▸ Work required: Return the listing word for word, as given.

▸ Recorded data:
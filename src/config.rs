//! Configuration management with layered loading
//!
//! Precedence (lowest to highest):
//! 1. Compiled defaults
//! 2. Global config: `$XDG_CONFIG_HOME/xmlnode/xmlnode.toml`
//! 3. Explicit config file (`--config`)
//! 4. Environment variables: `XMLNODE_*` prefix
//!
//! Command line flags are applied on top by the CLI.

use std::path::{Path, PathBuf};

use config::{Config, ConfigError, Environment};
use directories::ProjectDirs;
use serde::{Deserialize, Serialize};
use tracing::debug;

use crate::application::ApplicationError;
use crate::domain::XmlWriter;

/// Unified configuration for xmlnode.
#[derive(Debug, Clone, Serialize, Deserialize, PartialEq, Eq)]
#[serde(default)]
pub struct Settings {
    /// Spaces per nesting level (default: 2)
    pub indent_width: usize,
    /// Prepend `<?xml ...?>` to written documents (default: false)
    pub declaration: bool,
    /// Escape `& < > "` in values (default: false, values are written verbatim)
    pub escape: bool,
}

impl Default for Settings {
    fn default() -> Self {
        let writer = XmlWriter::default();
        Self {
            indent_width: writer.indent_width,
            declaration: writer.declaration,
            escape: writer.escape,
        }
    }
}

/// Raw settings for intermediate parsing (`None` means "not specified, inherit").
#[derive(Debug, Clone, Deserialize, Default)]
#[serde(default)]
pub struct RawSettings {
    pub indent_width: Option<usize>,
    pub declaration: Option<bool>,
    pub escape: Option<bool>,
}

/// Get the XDG config directory for xmlnode.
pub fn global_config_dir() -> Option<PathBuf> {
    ProjectDirs::from("", "", "xmlnode").map(|dirs| dirs.config_dir().to_path_buf())
}

/// Get the path to the global config file.
pub fn global_config_path() -> Option<PathBuf> {
    global_config_dir().map(|dir| dir.join("xmlnode.toml"))
}

/// Load a TOML file into RawSettings for manual merging.
fn load_raw_settings(path: &Path) -> Result<RawSettings, ApplicationError> {
    let content = std::fs::read_to_string(path).map_err(|e| ApplicationError::Config {
        message: format!("read {}: {}", path.display(), e),
    })?;
    toml::from_str(&content).map_err(|e| ApplicationError::Config {
        message: format!("parse {}: {}", path.display(), e),
    })
}

fn config_err(e: ConfigError) -> ApplicationError {
    ApplicationError::Config {
        message: e.to_string(),
    }
}

impl Settings {
    /// Formatting options derived from these settings.
    pub fn writer(&self) -> XmlWriter {
        XmlWriter {
            indent_width: self.indent_width,
            declaration: self.declaration,
            escape: self.escape,
        }
    }

    /// Overlay wins where it specifies a value.
    fn merge_with(&self, overlay: &RawSettings) -> Self {
        Self {
            indent_width: overlay.indent_width.unwrap_or(self.indent_width),
            declaration: overlay.declaration.unwrap_or(self.declaration),
            escape: overlay.escape.unwrap_or(self.escape),
        }
    }

    /// Load settings with layered precedence.
    ///
    /// # Arguments
    /// * `explicit` - Optional config file given on the command line; it must exist
    pub fn load(explicit: Option<&Path>) -> Result<Self, ApplicationError> {
        let global = global_config_path().filter(|p| p.exists());
        Self::from_layers(
            global.as_deref(),
            explicit,
            Environment::with_prefix("XMLNODE")
                .prefix_separator("_")
                .separator("__"),
        )
    }

    /// Merge defaults, the optional global and explicit files, and `env`.
    pub fn from_layers(
        global: Option<&Path>,
        explicit: Option<&Path>,
        env: Environment,
    ) -> Result<Self, ApplicationError> {
        // 1. Start with defaults
        let mut current = Self::default();

        // 2. Global config
        if let Some(path) = global {
            debug!("global config: {}", path.display());
            current = current.merge_with(&load_raw_settings(path)?);
        }

        // 3. Explicit config
        if let Some(path) = explicit {
            if !path.exists() {
                return Err(ApplicationError::Config {
                    message: format!("config file not found: {}", path.display()),
                });
            }
            debug!("explicit config: {}", path.display());
            current = current.merge_with(&load_raw_settings(path)?);
        }

        // 4. Environment variables (explicit override)
        current.apply_env_overrides(env)
    }

    fn apply_env_overrides(mut self, env: Environment) -> Result<Self, ApplicationError> {
        // Use config crate just for env var parsing
        let config = Config::builder()
            .add_source(env)
            .build()
            .map_err(config_err)?;

        if let Ok(val) = config.get_int("indent_width") {
            self.indent_width = usize::try_from(val).map_err(|_| ApplicationError::Config {
                message: format!("indent_width must not be negative: {}", val),
            })?;
        }
        if let Ok(val) = config.get_bool("declaration") {
            self.declaration = val;
        }
        if let Ok(val) = config.get_bool("escape") {
            self.escape = val;
        }
        Ok(self)
    }
}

▸ Exercise result:
filename src/config.rs
//! Configuration management with layered loading
//!
//! Precedence (lowest to highest):
//! 1. Compiled defaults
//! 2. Global config: `$XDG_CONFIG_HOME/xmlnode/xmlnode.toml`
//! 3. Explicit config file (`--config`)
//! 4. Environment variables: `XMLNODE_*` prefix
//!
//! Command line flags are applied on top by the CLI.

use std::path::{Path, PathBuf};

use config::{Config, ConfigError, Environment};
use directories::ProjectDirs;
use serde::{Deserialize, Serialize};
use tracing::debug;

use crate::application::ApplicationError;
use crate::domain::XmlWriter;

/// Unified configuration for xmlnode.
#[derive(Debug, Clone, Serialize, Deserialize, PartialEq, Eq)]
#[serde(default)]
pub struct Settings {
    /// Spaces per nesting level (default: 2)
    pub indent_width: usize,
    /// Prepend `<?xml ...?>` to written documents (default: false)
    pub declaration: bool,
    /// Escape `& < > "` in values (default: false, values are written verbatim)
    pub escape: bool,
}

impl Default for Settings {
    fn default() -> Self {
        let writer = XmlWriter::default();
        Self {
            indent_width: writer.indent_width,
            declaration: writer.declaration,
            escape: writer.escape,
        }
    }
}

/// Raw settings for intermediate parsing (`None` means "not specified, inherit").
#[derive(Debug, Clone, Deserialize, Default)]
#[serde(default)]
pub struct RawSettings {
    pub indent_width: Option<usize>,
    pub declaration: Option<bool>,
    pub escape: Option<bool>,
}

/// Get the XDG config directory for xmlnode.
pub fn global_config_dir() -> Option<PathBuf> {
    ProjectDirs::from("", "", "xmlnode").map(|dirs| dirs.config_dir().to_path_buf())
}

/// Get the path to the global config file.
pub fn global_config_path() -> Option<PathBuf> {
    global_config_dir().map(|dir| dir.join("xmlnode.toml"))
}

/// Load a TOML file into RawSettings for manual merging.
fn load_raw_settings(path: &Path) -> Result<RawSettings, ApplicationError> {
    let content = std::fs::read_to_string(path).map_err(|e| ApplicationError::Config {
        message: format!("read {}: {}", path.display(), e),
    })?;
    toml::from_str(&content).map_err(|e| ApplicationError::Config {
        message: format!("parse {}: {}", path.display(), e),
    })
}

fn config_err(e: ConfigError) -> ApplicationError {
    ApplicationError::Config {
        message: e.to_string(),
    }
}

impl Settings {
    /// Formatting options derived from these settings.
    pub fn writer(&self) -> XmlWriter {
        XmlWriter {
            indent_width: self.indent_width,
            declaration: self.declaration,
            escape: self.escape,
        }
    }

    /// Overlay wins where it specifies a value.
    fn merge_with(&self, overlay: &RawSettings) -> Self {
        Self {
            indent_width: overlay.indent_width.unwrap_or(self.indent_width),
            declaration: overlay.declaration.unwrap_or(self.declaration),
            escape: overlay.escape.unwrap_or(self.escape),
        }
    }

    /// Load settings with layered precedence.
    ///
    /// # Arguments
    /// * `explicit` - Optional config file given on the command line; it must exist
    pub fn load(explicit: Option<&Path>) -> Result<Self, ApplicationError> {
        let global = global_config_path().filter(|p| p.exists());
        Self::from_layers(
            global.as_deref(),
            explicit,
            Environment::with_prefix("XMLNODE")
                .prefix_separator("_")
                .separator("__"),
        )
    }

    /// Merge defaults, the optional global and explicit files, and `env`.
    pub fn from_layers(
        global: Option<&Path>,
        explicit: Option<&Path>,
        env: Environment,
    ) -> Result<Self, ApplicationError> {
        // 1. Start with defaults
        let mut current = Self::default();

        // 2. Global config
        if let Some(path) = global {
            debug!("global config: {}", path.display());
            current = current.merge_with(&load_raw_settings(path)?);
        }

        // 3. Explicit config
        if let Some(path) = explicit {
            if !path.exists() {
                return Err(ApplicationError::Config {
                    message: format!("config file not found: {}", path.display()),
                });
            }
            debug!("explicit config: {}", path.display());
            current = current.merge_with(&load_raw_settings(path)?);
        }

        // 4. Environment variables (explicit override)
        current.apply_env_overrides(env)
    }

    fn apply_env_overrides(mut self, env: Environment) -> Result<Self, ApplicationError> {
        // Use config crate just for env var parsing
        let config = Config::builder()
            .add_source(env)
            .build()
            .map_err(config_err)?;

        if let Ok(val) = config.get_int("indent_width") {
            self.indent_width = usize::try_from(val).map_err(|_| ApplicationError::Config {
                message: format!("indent_width must not be negative: {}", val),
            })?;
        }
        if let Ok(val) = config.get_bool("declaration") {
            self.declaration = val;
        }
        if let Ok(val) = config.get_bool("escape") {
            self.escape = val;
        }
        Ok(self)
    }
}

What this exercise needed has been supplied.